Like all wars, this one must come to an end. And it will, some day, when reason and regard for human well-being eventually overcome politics and profit.

I refer, of course, to the infernal propane cannon.

It is unfathomable how the absurd notion of creating a succession of deafening blasts all day long to scare off birds could become a standard farming practice – actually protected by law!

How is it possible that someone in authority and in full control of their faculties  did not consider this concept in its infancy, shake his or her head, and crisply administer the “Rejected” stamp?

No doubt the appalling proliferation of these dastardly devices was never envisioned back when they were first developed.

What began as a handful of farmers with a few acres of blueberries here and there has become an agricultural juggernaut – a crop worth $150 million in the Lower Mainland.

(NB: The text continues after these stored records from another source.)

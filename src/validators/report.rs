//! Report mailer (alpha)
//!
//! Sends the validation result to the address given with `--report`
//! through an HTTP mail API.

use crate::core::config::ReportConfig;
use crate::core::traits::SecretStatus;
use anyhow::{Context, Result, bail};
use reqwest::Client;
use secrecy::{ExposeSecret, SecretString};
use serde_json::{Value, json};
use std::time::Duration;
use tracing::info;

const MAIL_TIMEOUT: Duration = Duration::from_secs(30);

pub struct ReportMailer {
    client: Client,
    url: String,
    token: SecretString,
    from_address: String,
    from_name: String,
    template_key: Option<String>,
    app_name: String,
}

impl ReportMailer {
    pub fn new(config: &ReportConfig, app_name: &str) -> Result<Self> {
        let client = Client::builder()
            .timeout(MAIL_TIMEOUT)
            .build()
            .context("Failed to create mail client")?;

        Ok(Self {
            client,
            url: config.url.clone(),
            token: SecretString::new(config.token.as_str().into()),
            from_address: config.from_address.clone(),
            from_name: config.from_name.clone(),
            template_key: config.template_key.clone(),
            app_name: app_name.to_string(),
        })
    }

    /// Mail API request body for one result
    pub fn payload(&self, recipient: &str, status: &SecretStatus, label: &str) -> Value {
        let mut payload = json!({
            "from": { "address": self.from_address, "name": self.from_name },
            "to": [{ "email_address": { "address": recipient } }],
            "subject": format!("{} Secret Validation Report", self.app_name),
            "merge_info": {
                "service": status.service,
                "state": label,
                "message": status.message,
                "response": status.response.clone().unwrap_or_default(),
                "timestamp": status.timestamp.to_rfc3339(),
            },
        });
        if let Some(key) = &self.template_key {
            payload["template_key"] = json!(key);
        }
        payload
    }

    /// Deliver the report for `status` to `recipient`
    pub async fn send(&self, recipient: &str, status: &SecretStatus, label: &str) -> Result<()> {
        let response = self
            .client
            .post(&self.url)
            .bearer_auth(self.token.expose_secret())
            .json(&self.payload(recipient, status, label))
            .send()
            .await
            .context("Mail API request failed")?;

        if !response.status().is_success() {
            bail!("Mail API answered with HTTP {}", response.status());
        }

        info!("Validation report sent to {}", recipient);
        Ok(())
    }
}
pub mod command_executor;
pub mod secret;

pub use command_executor::{CommandError, SafeCommandExecutor};
pub use secret::{redact, redact_secret, to_secret};
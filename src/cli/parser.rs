//! Argument parsing
//!
//! Builds the clap command from the flag table and turns raw process
//! arguments into a [`ParsedRequest`]. Providers are checked while clap
//! parses, services and the report address right after, so every input
//! error surfaces as one `clap::Error` before anything is dispatched.

use crate::cli::flags::{FLAGS, FlagKind, FlagSpec, normalize_args, requests_version};
use crate::cli::help::{USAGE, render_help};
use crate::core::error::H2vError;
use crate::core::traits::{ChoiceRegistry, VersionInfo};
use crate::security::secret::to_secret;
use crate::validation::choice_validator::validate_choice;
use crate::validation::email_validator::validate_email;
use clap::error::ErrorKind;
use clap::{Arg, ArgAction, ArgMatches, Command};
use secrecy::SecretString;

/// Everything the dispatcher needs from the command line
#[derive(Debug, Default)]
pub struct ParsedRequest {
    pub show_scope: bool,
    pub provider: Option<String>,
    pub service: Option<String>,
    pub secret: Option<SecretString>,
    pub show_response: bool,
    pub report_email: Option<String>,
    pub do_update: bool,
}

/// What the command line asks for
#[derive(Debug)]
pub enum Invocation {
    /// `-v/--version`: print the banner and stop
    Version(String),
    Request(ParsedRequest),
}

/// `How2Validate Tool version <v>`
pub fn version_banner(info: &dyn VersionInfo) -> String {
    format!("How2Validate Tool version {}", info.version())
}

fn build_arg(spec: &FlagSpec, providers: &[String]) -> Arg {
    let mut arg = Arg::new(spec.dest).long(spec.long()).help(spec.help);
    if let Some(short) = spec.short() {
        arg = arg.short(short);
    }

    match spec.kind {
        FlagKind::Switch | FlagKind::Version => arg.action(ArgAction::SetTrue),
        FlagKind::Help => arg.action(ArgAction::Help),
        FlagKind::Value => {
            arg = arg
                .action(ArgAction::Set)
                .value_name(spec.dest.to_uppercase())
                .allow_hyphen_values(true);

            if spec.dest == "provider" {
                let providers = providers.to_vec();
                arg = arg.value_parser(move |value: &str| {
                    validate_choice("provider", value, &providers)
                });
            }
            arg
        }
    }
}

/// Build the clap command for the providers known to `registry`
pub fn build_command(registry: &dyn ChoiceRegistry) -> Command {
    let providers = registry.list_providers();

    FLAGS.iter().fold(
        Command::new("how2validate")
            .override_usage(USAGE)
            .override_help(render_help(FLAGS))
            .disable_help_flag(true)
            .disable_version_flag(true)
            .args_override_self(true),
        |cmd, spec| cmd.arg(build_arg(spec, &providers)),
    )
}

fn check_service(
    cmd: &mut Command,
    registry: &dyn ChoiceRegistry,
    provider: Option<&str>,
    service: &str,
) -> Result<String, clap::Error> {
    let allowed = match provider {
        Some(provider) => registry
            .list_services(provider)
            .unwrap_or_else(|_| registry.list_all_services()),
        None => registry.list_all_services(),
    };

    validate_choice("service", service, &allowed)
        .map_err(|e| cmd.error(ErrorKind::InvalidValue, e))
}

fn check_report(cmd: &mut Command, email: &str) -> Result<String, clap::Error> {
    if validate_email(email) {
        Ok(email.to_string())
    } else {
        Err(cmd.error(
            ErrorKind::ValueValidation,
            H2vError::InvalidEmail {
                candidate: email.to_string(),
            },
        ))
    }
}

fn flag_set(matches: &ArgMatches, dest: &str) -> bool {
    matches.get_flag(dest)
}

/// Parse raw process arguments (program name first).
///
/// # Errors
///
/// Returns the `clap::Error` to print for unknown flags, missing values,
/// unsupported providers or services and malformed report addresses. Help
/// requests also come back as an error of kind `DisplayHelp`, exiting 0.
pub fn parse_request<I, T>(
    args: I,
    registry: &dyn ChoiceRegistry,
    info: &dyn VersionInfo,
) -> Result<Invocation, clap::Error>
where
    I: IntoIterator<Item = T>,
    T: Into<String>,
{
    let args = normalize_args(args);
    if requests_version(&args) {
        return Ok(Invocation::Version(version_banner(info)));
    }

    let mut cmd = build_command(registry);
    let matches = cmd.try_get_matches_from_mut(args)?;

    let provider = matches.get_one::<String>("provider").cloned();
    let service = match matches.get_one::<String>("service") {
        Some(service) => Some(check_service(
            &mut cmd,
            registry,
            provider.as_deref(),
            service,
        )?),
        None => None,
    };
    let report_email = match matches.get_one::<String>("report") {
        Some(email) => Some(check_report(&mut cmd, email)?),
        None => None,
    };

    Ok(Invocation::Request(ParsedRequest {
        show_scope: flag_set(&matches, "secretscope"),
        provider,
        service,
        secret: matches
            .get_one::<String>("secret")
            .map(|raw| to_secret(raw)),
        show_response: flag_set(&matches, "response"),
        report_email,
        do_update: flag_set(&matches, "update"),
    }))
}
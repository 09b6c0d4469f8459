//! Scope listing (`-secretscope`)

use crate::core::error::H2vError;
use crate::core::traits::ChoiceRegistry;
use comfy_table::Table;
use comfy_table::presets::UTF8_BORDERS_ONLY;

pub const NO_SERVICES: &str = "No enabled services found.";

/// Provider/service table of everything the registry supports
pub fn render_scope(registry: &dyn ChoiceRegistry) -> Result<String, H2vError> {
    let mut rows = Vec::new();
    for provider in registry.list_providers() {
        for service in registry.list_services(&provider)? {
            rows.push((provider.clone(), service));
        }
    }

    if rows.is_empty() {
        return Ok(NO_SERVICES.to_string());
    }

    let mut table = Table::new();
    table.load_preset(UTF8_BORDERS_ONLY);
    table.set_header(vec!["Provider", "Service"]);
    for (provider, service) in rows {
        table.add_row(vec![provider, service]);
    }

    Ok(table.to_string())
}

And money, of course, justifies many things – among them a ridiculous practice that even the growers and their guardian politicians admit is highly invasive and disruptive to others within earshot (a most appropriate term under the circumstances.)

Those who are subjected to this audible torture can take some  measure of encouragement – however slight – that some gains have been made over the years in terms of restricting the hours and frequency of the cannons’ barrages.

The mere fact that blueberry growers have an representative who does nothing else but respond to cannon complaints is an acknowledgement that they are engaging in a highly objectionable practice.

The old argument of “if you don’t like the noise, you shouldn’t have moved close to a blueberry farm” simply doesn’t reflect reality any longer.

Hundreds of thousands of acres of land that used to be planted in raspberries or corn or any number of other crops have been converted to the lucrative blueberry.

Thousands of formerly peaceful homes in the region are now under siege for three months of the year, or longer.

Many of those folks probably never even knew what a propane cannon was before one or more opened fire next door. It’s not quite like buying a home next to an airport.

Yet, even in that case, when flight paths are changed or flights are added, laying down new layers of noise over neighbourhoods, the outcry from those homeowners can be heard over the jets.

I wonder if the folks who so lightly dismiss the helpless victims of propane cannons would be so smug or stoic if they were subjected to the same or similar inescapable noise. Highly doubtful.

I had to shake my head at a recent web comment on Coun. John Smith’s intention to table a new bylaw that would toughen restrictions on propane cannons.

Some fellow suggested he ought to mind his own business.

Remarkable...

I’d suggest this issue is very much the councillor’s business, particularly considering provincial agriculture ministers have long just bowed to old “right to farm” legislation, as though it was a papal decree. (Even if it was, the Pope has to change with the times, too...)

Smith wants to pare down the operating times of the cannons, and hike fines for non-compliance. More power to him, and any other politician with the backbone to tackle this unholy grail.

It’s not as though there aren’t viable alternatives – quite a few, actually.

There are many blueberry growers (bless their peaceful hearts) who do just fine using other options to deal with birds. Either that, or they’re willing to accept the fact that Mother Nature and farmers often have a less than ideal relationship, and conflicting imperatives just go with the turf (pun intended).

Good on Coun. Smith, and all others like him, I say. March into the breach, brave souls, and muzzle those cannons!

Andrew Holota is the editor of the Abbotsford News.